La riposte graduée partiellement censurée… mouais… bof…
La dernière fois que nous avions laissé la loi Création et Internet, elle venait d’être adoptée par le Parlement en seconde lecture. Le texte prévoyait alors :
• de remplacer l’Autorité de Régulation des Mesures Techniques (ARMT) par une Haute Autorité pour la Diffusion des Oeuvres et la Protection des droits sur Internet (HADOPI). (art.2)
• d’attribuer à la HADOPI des missions d’encouragement des offres légales, de protection des droits d’auteur, de régulation et de veille des mesures de protection et d’identification des oeuvres. (art.2)
• de labelliser les offres légales. (art.2)
• de créer une obligation de veiller à ce qu’un accès Internet ne soit pas utilisé pour de la contrefaçon d’oeuvres. (art.11)
• de créer une riposte graduée consistant en 2 avertissements facultatifs et une sanction de suspension de l’abonnement en cas de manquement à cette obligation. (art.5)
• de proposer une transaction à certains abonnés à Internet s’ils s’engagent à ne plus manquer à cette obligation. (art.5)
• de faire installer un logiciel de sécurisation « prouvant » à la HADOPI que à un instant donné, l’accès n’a pas été utilisé illégalement. (art.5)
• de mettre en place un répertoire national des internautes dont les IP ont été relevées. (art.5)
• d’ordonner par référé toute mesure pouvant prévenir des atteintes aux droits d’auteurs. (art.10)
• de faire inscrire dans les contrats des FAI que la contrefaçon c’est mal. (art.5)
• de rendre illégale la captation d’une oeuvre en salle de cinéma. (art.8)
• d’éduquer les collégiens aux dangers du téléchargement illégal. (art.16)
• de réduire certains délais dans la chronologie des médias. (art.17)
• de fixer mais aussi de limiter les droits d’auteurs des journalistes publiés sur Internet. (art.20)
• de mettre au clair les mêmes droits que ce de la presse papier pour la presse en ligne. (art.27)
• de mettre en place des portails de référencement des offres légales. (art.25)
Le 19 mai dernier, la saisine du Conseil Constitutionnel par 200 et quelques députés SRC et GDR attaquait le texte sur 11 points :
1. Le débat parlementaire manquait de clarté et de sincérité.
2. Les mesures sont inappropriées par rapport au but de limiter les téléchargements illégaux.
3. Les droits d’auteurs ont une importance disproportionnée par rapport au droit à la vie privée.
4. Le législateur effectue trop de renvois sur les décrets au lieu de les fixer dans la loi.
5. Le manquement à l’obligation de surveillance de l’accès à Internet n’est pas clairement défini.

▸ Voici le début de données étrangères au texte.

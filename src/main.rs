/// Command-line interface for the intraoral scanner reservation system.
///
/// Patients can view open slots, reserve one and send cancellation
/// requests. The admin panel, behind a passphrase, lists and deletes
/// cancellation requests and removes booked appointments.

mod auth;
mod clinic;
mod config;
mod error;
mod models;
mod planner;
mod store;

use anyhow::{Context, Result};
use auth::{CredentialCheck, StaticPassphrase};
use chrono::{Local, NaiveDate, NaiveDateTime};
use clinic::ClinicBook;
use config::ClinicConfig;
use models::ClinicDay;
use std::io::{self, BufRead, Write};
use store::{CsvStore, Store};
use tracing_subscriber::EnvFilter;

/// Menu choice that leaves a picker without acting.
const BACK: usize = 0;

const RESERVE_DEFAULT_CHOICE: usize = 1;

/// The slot behind a 1-based menu number; `BACK` or out of range picks nothing.
fn slot_at(slots: &[NaiveDateTime], choice: usize) -> Option<NaiveDateTime> {
    choice.checked_sub(1).and_then(|i| slots.get(i)).copied()
}

struct ReservationCLI<S: Store, C: CredentialCheck> {
    book: ClinicBook<S>,
    credentials: C,
    running: bool,
}

impl<S: Store, C: CredentialCheck> ReservationCLI<S, C> {
    fn new(book: ClinicBook<S>, credentials: C) -> Self {
        ReservationCLI {
            book,
            credentials,
            running: true,
        }
    }

    fn print_header(&self) {
        println!("\n{}", "=".repeat(60));
        println!("  Welcome to Intraoral Scanner Reservation System");
        println!("{}", "=".repeat(60));
    }

    fn print_menu(&self) {
        println!("\n--- Main Menu ---");
        println!("1. View current appointments");
        println!("2. Reserve an appointment");
        println!("3. Send cancellation request");
        println!("4. Admin access");
        println!("5. Exit");
        println!("{}", "-".repeat(20));
    }

    /// Read one line. End of input stops the session.
    fn get_input(&mut self, prompt: &str, default: Option<&str>) -> Result<String> {
        if let Some(def) = default {
            print!("{} [{}]: ", prompt, def);
        } else {
            print!("{}: ", prompt);
        }
        io::stdout().flush().context("failed to flush stdout")?;

        let mut input = String::new();
        let read = io::stdin()
            .lock()
            .read_line(&mut input)
            .context("failed to read stdin")?;
        if read == 0 {
            self.running = false;
        }
        let input = input.trim();

        if input.is_empty() {
            Ok(default.unwrap_or("").to_string())
        } else {
            Ok(input.to_string())
        }
    }

    fn get_int_input(&mut self, prompt: &str, default: Option<usize>) -> Result<usize> {
        loop {
            let default_str = default.map(|d| d.to_string());
            let input = self.get_input(prompt, default_str.as_deref())?;

            if let Ok(value) = input.parse::<usize>() {
                return Ok(value);
            }
            if !self.running {
                return Ok(0);
            }
            println!("Please enter a valid number");
        }
    }

    fn get_date_input(&mut self, prompt: &str) -> Result<Option<NaiveDate>> {
        let today = Local::now().date_naive().format("%Y-%m-%d").to_string();
        let input = self.get_input(prompt, Some(&today))?;

        match NaiveDate::parse_from_str(&input, "%Y-%m-%d") {
            Ok(date) => Ok(Some(date)),
            Err(_) => {
                println!("Please enter a date as YYYY-MM-DD");
                Ok(None)
            }
        }
    }

    /// Pick one of `slots` by its 1-based number. 0 goes back.
    fn pick_slot(
        &mut self,
        prompt: &str,
        slots: &[NaiveDateTime],
        default: usize,
    ) -> Result<Option<NaiveDateTime>> {
        for (i, slot) in slots.iter().enumerate() {
            println!("  {}. {}", i + 1, slot.format("%H:%M"));
        }
        let choice = self.get_int_input(prompt, Some(default))?;
        Ok(slot_at(slots, choice))
    }

    fn view_appointments(&self) {
        println!("\n--- Current Appointments ---");
        for day in ClinicDay::ALL {
            let appointments = self.book.appointments_for(day);
            if appointments.is_empty() {
                println!("\n{}: No appointments reserved.", day);
                continue;
            }

            println!("\n{}:", day);
            for apt in appointments {
                println!(
                    "  - {} at {} (Name: {}, Contact: {})",
                    apt.start_time.format("%Y-%m-%d"),
                    apt.start_time.format("%H:%M"),
                    apt.patient_name,
                    apt.contact
                );
            }
        }
    }

    fn reserve_appointment(&mut self) -> Result<()> {
        println!("\n--- Reserve Appointment ---");

        let Some(date) = self.get_date_input("Select a date")? else {
            return Ok(());
        };
        let Some(day) = ClinicDay::from_date(date) else {
            println!("\nThe clinic is open only on Tuesdays and Thursdays.");
            return Ok(());
        };

        match self.book.is_full(date) {
            Ok(true) => {
                println!("\nMaximum number of appointments reached for this day.");
                return Ok(());
            }
            Ok(false) => {}
            Err(e) => {
                println!("\n{}", e);
                return Ok(());
            }
        }

        let slots = match self.book.available_slots(date) {
            Ok(slots) if !slots.is_empty() => slots,
            Ok(_) => {
                println!("\nNo available slots on {}, {}.", day, date);
                return Ok(());
            }
            Err(e) => {
                println!("\n{}", e);
                return Ok(());
            }
        };

        let name = self.get_input("Enter your name", None)?;
        let contact = self.get_input("Enter your contact number", None)?;

        println!("\nAvailable slots for {}, {}:", day, date);
        let Some(slot) = self.pick_slot("Select a time to reserve", &slots, RESERVE_DEFAULT_CHOICE)? else {
            println!("\nInvalid choice");
            return Ok(());
        };

        match self.book.reserve(date, slot, &name, &contact) {
            Ok(apt) => println!(
                "\nAppointment reserved for {} on {} at {}.",
                apt.patient_name,
                date.format("%Y-%m-%d"),
                apt.start_time.format("%H:%M")
            ),
            Err(e) => println!("\n{}", e),
        }
        Ok(())
    }

    fn send_cancellation_request(&mut self) -> Result<()> {
        println!("\n--- Cancellation Request ---");
        let message = self.get_input(
            "Please enter your cancellation message (add your name, your contact number and any other comments)",
            None,
        )?;

        match self.book.submit_cancellation(&message) {
            Ok(()) => println!("\nYour cancellation request has been sent."),
            Err(e) => println!("\n{}", e),
        }
        Ok(())
    }

    fn admin_panel(&mut self) -> Result<()> {
        let secret = self.get_input("Enter admin password", None)?;
        if !self.credentials.authenticate(&secret) {
            tracing::warn!("Rejected admin login attempt");
            println!("\nAccess denied");
            return Ok(());
        }

        while self.running {
            println!("\n--- Admin Panel ---");
            println!("1. List cancellation requests");
            println!("2. Delete cancellation request");
            println!("3. Remove appointment");
            println!("4. Back");

            match self.get_int_input("Enter choice", Some(4))? {
                1 => self.list_cancellation_requests(),
                2 => self.delete_cancellation_request()?,
                3 => self.remove_appointment()?,
                4 => break,
                _ => println!("Invalid choice"),
            }
        }
        Ok(())
    }

    fn list_cancellation_requests(&self) {
        println!("\n### Cancellation Requests:");
        let requests = self.book.cancellations();
        if requests.is_empty() {
            println!("No cancellation requests.");
            return;
        }
        for (i, request) in requests.iter().enumerate() {
            println!("{}. {}", i + 1, request);
        }
    }

    fn delete_cancellation_request(&mut self) -> Result<()> {
        self.list_cancellation_requests();
        if self.book.cancellations().is_empty() {
            return Ok(());
        }

        let choice = self.get_int_input("Delete request number (0 to go back)", Some(BACK))?;
        if choice == BACK {
            return Ok(());
        }

        match self.book.delete_cancellation(choice - 1) {
            Ok(_) => println!("\nCancellation request deleted."),
            Err(e) => println!("\n{}", e),
        }
        Ok(())
    }

    fn remove_appointment(&mut self) -> Result<()> {
        println!("\n### Remove Appointment");

        let Some(date) = self.get_date_input("Select a date to remove appointment")? else {
            return Ok(());
        };

        let slots = match self.book.booked_slots(date) {
            Ok(slots) => slots,
            Err(e) => {
                println!("\n{}", e);
                return Ok(());
            }
        };
        if slots.is_empty() {
            println!("\nNo appointments booked on {}.", date);
            return Ok(());
        }

        let Some(slot) = self.pick_slot("Select a slot to remove (0 to go back)", &slots, BACK)? else {
            return Ok(());
        };

        match self.book.remove_appointment(date, slot) {
            Ok(apt) => println!(
                "\nRemoved appointment on {} at {}.",
                apt.day,
                apt.start_time.format("%H:%M")
            ),
            Err(e) => println!("\n{}", e),
        }
        Ok(())
    }

    fn run(&mut self) -> Result<()> {
        self.print_header();
        if self.book.dropped_rows() > 0 {
            println!(
                "\nNote: {} stored rows could not be read and were skipped.",
                self.book.dropped_rows()
            );
        }
        self.view_appointments();

        while self.running {
            self.print_menu();

            let choice = self.get_int_input("Enter choice", Some(1))?;
            if !self.running {
                break;
            }

            match choice {
                1 => self.view_appointments(),
                2 => self.reserve_appointment()?,
                3 => self.send_cancellation_request()?,
                4 => self.admin_panel()?,
                5 => self.running = false,
                _ => println!("Invalid choice"),
            }
        }

        println!("\nGoodbye!");
        Ok(())
    }
}

fn main() -> Result<()> {
    tracing_subscriber::fmt()
        .with_env_filter(EnvFilter::try_from_default_env().unwrap_or_else(|_| EnvFilter::new("warn")))
        .with_writer(io::stderr)
        .init();

    let config = ClinicConfig::from_env();
    let credentials = StaticPassphrase::new(config.admin_passphrase.clone());
    if !credentials.is_configured() {
        tracing::warn!(
            "{} is not set, admin access is disabled",
            config::ADMIN_PASSPHRASE_VAR
        );
    }

    let store = CsvStore::new(&config.appointments_file, &config.cancellations_file);
    let book = ClinicBook::open(store).context("failed to load clinic data")?;

    ReservationCLI::new(book, credentials).run()
}
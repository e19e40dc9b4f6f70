/// Data models for the scanner reservation system.
///
/// This module defines the core data structures used throughout the system:
/// - ClinicDay: the two weekdays the scanner is available
/// - Appointment: a reserved scanner session
/// - CancellationRequest: free-text message sent by a patient

use crate::error::{BookingError, RowError};
use chrono::{Datelike, NaiveDate, NaiveDateTime, Weekday};
use std::fmt;

/// Stored timestamp layout. Parsing also accepts a few legacy variants.
pub const DATETIME_FORMAT: &str = "%Y-%m-%d %H:%M:%S";

const ACCEPTED_DATETIME_FORMATS: &[&str] = &[DATETIME_FORMAT, "%Y-%m-%dT%H:%M:%S", "%Y-%m-%d %H:%M"];

/// The clinic's operating weekdays.
#[derive(Debug, Clone, Copy, PartialEq, Eq, PartialOrd, Ord, Hash)]
pub enum ClinicDay {
    Tuesday,
    Thursday,
}

impl ClinicDay {
    pub const ALL: [ClinicDay; 2] = [ClinicDay::Tuesday, ClinicDay::Thursday];

    /// The clinic day a calendar date falls on, if the clinic is open that day.
    pub fn from_date(date: NaiveDate) -> Option<Self> {
        match date.weekday() {
            Weekday::Tue => Some(ClinicDay::Tuesday),
            Weekday::Thu => Some(ClinicDay::Thursday),
            _ => None,
        }
    }

    /// Convert a stored day name to a ClinicDay.
    pub fn from_string(value: &str) -> Result<Self, RowError> {
        match value.trim().to_lowercase().as_str() {
            "tuesday" => Ok(ClinicDay::Tuesday),
            "thursday" => Ok(ClinicDay::Thursday),
            _ => Err(RowError::Day(value.to_string())),
        }
    }

    pub fn name(&self) -> &'static str {
        match self {
            ClinicDay::Tuesday => "Tuesday",
            ClinicDay::Thursday => "Thursday",
        }
    }
}

impl fmt::Display for ClinicDay {
    fn fmt(&self, f: &mut fmt::Formatter<'_>) -> fmt::Result {
        f.write_str(self.name())
    }
}

pub fn parse_datetime(value: &str) -> Result<NaiveDateTime, RowError> {
    let value = value.trim();
    ACCEPTED_DATETIME_FORMATS
        .iter()
        .find_map(|fmt| NaiveDateTime::parse_from_str(value, fmt).ok())
        .ok_or_else(|| RowError::Timestamp(value.to_string()))
}

/// Represents one reserved scanner session.
///
/// Appointments have no identifier of their own; a booking is identified by
/// its day and start time.
#[derive(Debug, Clone, PartialEq, Eq)]
pub struct Appointment {
    pub day: ClinicDay,
    pub start_time: NaiveDateTime,
    pub patient_name: String,
    pub contact: String,
}

impl Appointment {
    /// Create a new appointment with validation.
    pub fn new(
        day: ClinicDay,
        start_time: NaiveDateTime,
        patient_name: String,
        contact: String,
    ) -> Result<Self, BookingError> {
        if patient_name.trim().is_empty() || contact.trim().is_empty() {
            return Err(BookingError::Validation(
                "Please enter both your name and contact number.".to_string(),
            ));
        }

        Ok(Appointment {
            day,
            start_time,
            patient_name,
            contact,
        })
    }

    pub fn date(&self) -> NaiveDate {
        self.start_time.date()
    }

    /// Whether this booking sits on the given clinic day and calendar date.
    pub fn falls_on(&self, day: ClinicDay, date: NaiveDate) -> bool {
        self.day == day && self.date() == date
    }
}

/// A free-text cancellation message. Name and contact are embedded in the
/// text by convention only.
#[derive(Debug, Clone, PartialEq, Eq)]
pub struct CancellationRequest(String);

impl CancellationRequest {
    pub fn new(message: String) -> Result<Self, BookingError> {
        if message.trim().is_empty() {
            return Err(BookingError::Validation(
                "Please enter a valid message to send.".to_string(),
            ));
        }
        Ok(CancellationRequest(message))
    }

    pub fn message(&self) -> &str {
        &self.0
    }
}

impl fmt::Display for CancellationRequest {
    fn fmt(&self, f: &mut fmt::Formatter<'_>) -> fmt::Result {
        f.write_str(&self.0)
    }
}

6. La sanction atteint à la liberté d’expression, se cumule avec la sanction pénale, ajoute une obligation de payer l’abonnement pendant la suspension.
7. La HADOPI se voit attribuer des compétences relevant de l’autorité judiciaire.
8. La HADOPI reçoit des pouvoirs exorbitants, qui laissent une grande part à l’arbitraire, et rompent le principe d’égalité.
9. La procédure de sanction méconnaît les droits à la défense et à un recours.
10. La HADOPI se base sur une présomption de culpabilité.
11. Le Tribunal de Grande Instance pourra ordonner toute mesure en référé, ce qui est contraire au principe d’égalité et peut atteindre à la liberté d’expression.
Déférée il y a 22 jours, cette saisine me paraissait en bonne voie pour faire censurer toute la riposte graduée.